Still, Schelling may be forgiven for this vagueness, since, as in the Identity Philosophy, his aim is not to analyze the structures that stand at the periphery of philosophy, but to present the freedom at its center. Rather than piecing together how the divine understanding gives shape to its ground, he wants to show how God and the human being enact their freedom as existing subjects. The crucial difference, he notes, is that what is in God an indivisible unity of spirit and ground is separable in the human being.8 Humans’ capacity for evil stems from their ability to suspend the universal love of spirit and allow the ground’s dark drive of selfhood to predominate (S 7: 364). By placing reason to the side, Schelling is able to explore how the freedom of subjectivity is grounded not in its self-positing, but in its divisibility. Because it can separate the light and dark principles in itself, spirit can will either to unify its particular will with the universal will and hence to remain at the center of God’s love or to separate its particularity from the universal and hence exile itself to the periphery (S 7: 364-5).

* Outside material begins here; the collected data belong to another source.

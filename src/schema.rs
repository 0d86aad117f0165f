//! Schema introspection: the table context handed to the model.

use tracing::debug;

use crate::database::{Connection, Dialect, QueryRows};
use crate::error::ExecutionError;

/// Sample rows fetched per table.
pub const SAMPLE_ROWS: usize = 3;

#[derive(Debug, Clone, PartialEq, Eq)]
pub struct TableDescription {
    pub name: String,
    pub ddl: String,
    pub column_names: Vec<String>,
    /// At most [`SAMPLE_ROWS`] rows; empty for an empty table.
    pub sample_rows: Vec<Vec<String>>,
}

impl TableDescription {
    fn render(&self, out: &mut String) {
        out.push_str(self.ddl.trim());
        out.push_str("\n\n/*\n");
        out.push_str(&format!(
            "{} rows from {} table:\n",
            self.sample_rows.len(),
            self.name
        ));
        out.push_str(&self.column_names.join("\t"));
        out.push('\n');
        for row in &self.sample_rows {
            out.push_str(&row.join("\t"));
            out.push('\n');
        }
        out.push_str("*/\n\n\n");
    }
}

/// Tables in declaration order. Rebuilt for every generation request.
#[derive(Debug, Clone, Default, PartialEq, Eq)]
pub struct SchemaContext {
    pub tables: Vec<TableDescription>,
}

impl SchemaContext {
    pub fn table_names(&self) -> impl Iterator<Item = &str> {
        self.tables.iter().map(|table| table.name.as_str())
    }

    /// The text blob inserted verbatim into the prompt.
    pub fn to_prompt_text(&self) -> String {
        let mut out = String::new();
        for table in &self.tables {
            table.render(&mut out);
        }
        out
    }
}

/// Describe every user table of the live database.
pub async fn describe(conn: &Connection) -> Result<SchemaContext, ExecutionError> {
    let mut tables = Vec::new();

    for (name, ddl) in list_tables(conn).await? {
        let column_names = column_names(conn, &name).await?;
        // Unprepared, so MySQL sends every value as text.
        let sample = conn
            .execute(&format!(
                "SELECT * FROM {} LIMIT {}",
                conn.dialect().quote_ident(&name),
                SAMPLE_ROWS
            ))
            .await?;

        tables.push(TableDescription {
            name,
            ddl,
            column_names,
            sample_rows: sample.rows,
        });
    }

    debug!(tables = tables.len(), "described schema");
    Ok(SchemaContext { tables })
}

// `(name, ddl)` in declaration order.
async fn list_tables(conn: &Connection) -> Result<Vec<(String, String)>, ExecutionError> {
    match conn.dialect() {
        Dialect::Sqlite => {
            let rows = conn
                .fetch(
                    "SELECT name, COALESCE(sql, '') AS sql FROM sqlite_master \
                     WHERE type = 'table' AND name NOT LIKE 'sqlite_%' ORDER BY rowid",
                    None,
                )
                .await?;
            Ok(rows
                .rows
                .into_iter()
                .filter_map(|row| {
                    let mut cells = row.into_iter();
                    Some((cells.next()?, cells.next().unwrap_or_default()))
                })
                .collect())
        }
        Dialect::MySql => {
            let names = conn
                .fetch(
                    "SELECT table_name AS table_name FROM information_schema.tables \
                     WHERE table_schema = DATABASE() AND table_type = 'BASE TABLE' \
                     ORDER BY create_time, table_name",
                    None,
                )
                .await?;

            let mut tables = Vec::with_capacity(names.len());
            for name in first_column(names) {
                let created = conn
                    .execute(&format!("SHOW CREATE TABLE {}", conn.dialect().quote_ident(&name)))
                    .await?;
                let ddl = created
                    .rows
                    .into_iter()
                    .next()
                    .and_then(|row| row.into_iter().nth(1))
                    .unwrap_or_default();
                tables.push((name, ddl));
            }
            Ok(tables)
        }
    }
}

async fn column_names(conn: &Connection, table: &str) -> Result<Vec<String>, ExecutionError> {
    let sql = match conn.dialect() {
        Dialect::Sqlite => "SELECT name FROM pragma_table_info(?) ORDER BY cid",
        Dialect::MySql => {
            "SELECT column_name AS column_name FROM information_schema.columns \
             WHERE table_schema = DATABASE() AND table_name = ? ORDER BY ordinal_position"
        }
    };
    Ok(first_column(conn.fetch(sql, Some(table)).await?))
}

fn first_column(rows: QueryRows) -> Vec<String> {
    rows.rows
        .into_iter()
        .filter_map(|row| row.into_iter().next())
        .collect()
}
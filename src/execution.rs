//! Execution step: run an approved query and phrase its result.

use std::time::Duration;

use tracing::{error, info, warn};

use crate::chain::{AnswerFormatter, SqlExecutor};
use crate::database::QueryRows;
use crate::error::ExecutionError;
use crate::gate::PendingQuery;

pub const NO_SQL_EXTRACTED: &str =
    "No SQL query could be extracted from the model's response. Please rephrase the question.";

/// Outcome of one approved execution. Goes straight into the session log.
#[derive(Debug, Clone, PartialEq, Eq)]
pub enum ExecutionResult {
    Success { formatted_answer: String },
    EmptyResult { notice: String },
    Error { message: String },
}

impl ExecutionResult {
    pub fn message(&self) -> &str {
        match self {
            Self::Success { formatted_answer } => formatted_answer,
            Self::EmptyResult { notice } => notice,
            Self::Error { message } => message,
        }
    }
}

/// Run `sql` against `executor`, giving up after `limit`.
pub async fn run_bounded(
    executor: &dyn SqlExecutor,
    sql: &str,
    limit: Duration,
) -> Result<QueryRows, ExecutionError> {
    tokio::time::timeout(limit, executor.execute(sql))
        .await
        .map_err(|_| ExecutionError::Timeout(limit))?
}

/// Execute an approved query.
///
/// Never fails: driver errors become [`ExecutionResult::Error`] and a
/// formatting failure falls back to the raw rows, so the caller can always
/// return the gate to idle afterwards.
pub async fn execute(
    query: &PendingQuery,
    executor: &dyn SqlExecutor,
    formatter: &dyn AnswerFormatter,
    sql_timeout: Duration,
) -> ExecutionResult {
    let sql = query.sql_text();
    if query.is_empty() {
        return ExecutionResult::Error {
            message: NO_SQL_EXTRACTED.to_string(),
        };
    }

    let rows = match run_bounded(executor, sql, sql_timeout).await {
        Ok(rows) => rows,
        Err(e) => {
            error!(sql, error = %e, "query execution failed");
            return ExecutionResult::Error {
                message: format!("Error during query execution: {}.", e),
            };
        }
    };

    if rows.is_empty() {
        info!(sql, "query returned no rows");
        return ExecutionResult::EmptyResult {
            notice: format!(
                "Query: `{}` executed successfully, but no results were returned.",
                sql
            ),
        };
    }

    info!(rows = rows.len(), "query executed");
    match formatter
        .format_answer(query.source_question(), sql, &rows)
        .await
    {
        Ok(formatted_answer) => ExecutionResult::Success { formatted_answer },
        Err(e) => {
            warn!(error = %e, "answer formatting failed, showing raw rows");
            ExecutionResult::Success {
                formatted_answer: format!(
                    "The answer could not be formatted ({}). Raw result:\n{}",
                    e,
                    rows.to_text()
                ),
            }
        }
    }
}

This should not be taken as a demonic inversion of the Kantian doctrine that only action in accord with the moral law is free (K 4: 447). Schelling is not claiming that human beings demonstrate their freedom only when they choose to elevate their particular wills. Rather, even the affirmation of the universal will—that is, of the divine—shows the individual’s freedom and potential for evil, as it has the audacity to place into the center what is merely particular, what arises from the dark ground and resists the light (S 7: 365). Spirit is a form of existence above both the dark ground and the understanding and gains its freedom from its ability to distinguish between them rather than from its ability to deviate from divine providence. When, however, the human spirit uses this ability to raise its self-will to the highest principle or takes it as the basis of all universal will—for example, when Spinoza makes pursuit of individual power the basis for all charity—then its every action becomes infected with evil. Just as disease can make even the most ordinary of organic processes malignant, so does an evil will use the understanding’s power of transformation to pervert its amoral dark ground into ’a false life, a life of lies, a growth of unrest and corruption [Verderbniß]’ (S 7: 366). In contrast both to those who place too much distance between good and evil (by making them distinct principles fighting over the soul) and those who place too little distance (by denying evil as in itself different from the good), this ‘solely correct concept of evil, according to which evil is rooted in a positive perversion [Verkehrtheit] or reversal [Umkehrung] of principles’ shows how evil is neither something real in itself independently of the good nor a mere privation of the good (S 7: 366). Instead, evil is a corruption of the spiritual power to raise itself above both nature’s amorality and God’s goodness. And so, ‘Just as disease certainly is nothing essential, and is truly only a phantasm [Scheinbild] of life, a mere meteoric appearance of it—a hovering [Schwanken] between being and nonbeing—even though it announces itself to one’s feelings as something very real, so it is with evil’ (S 7: 366).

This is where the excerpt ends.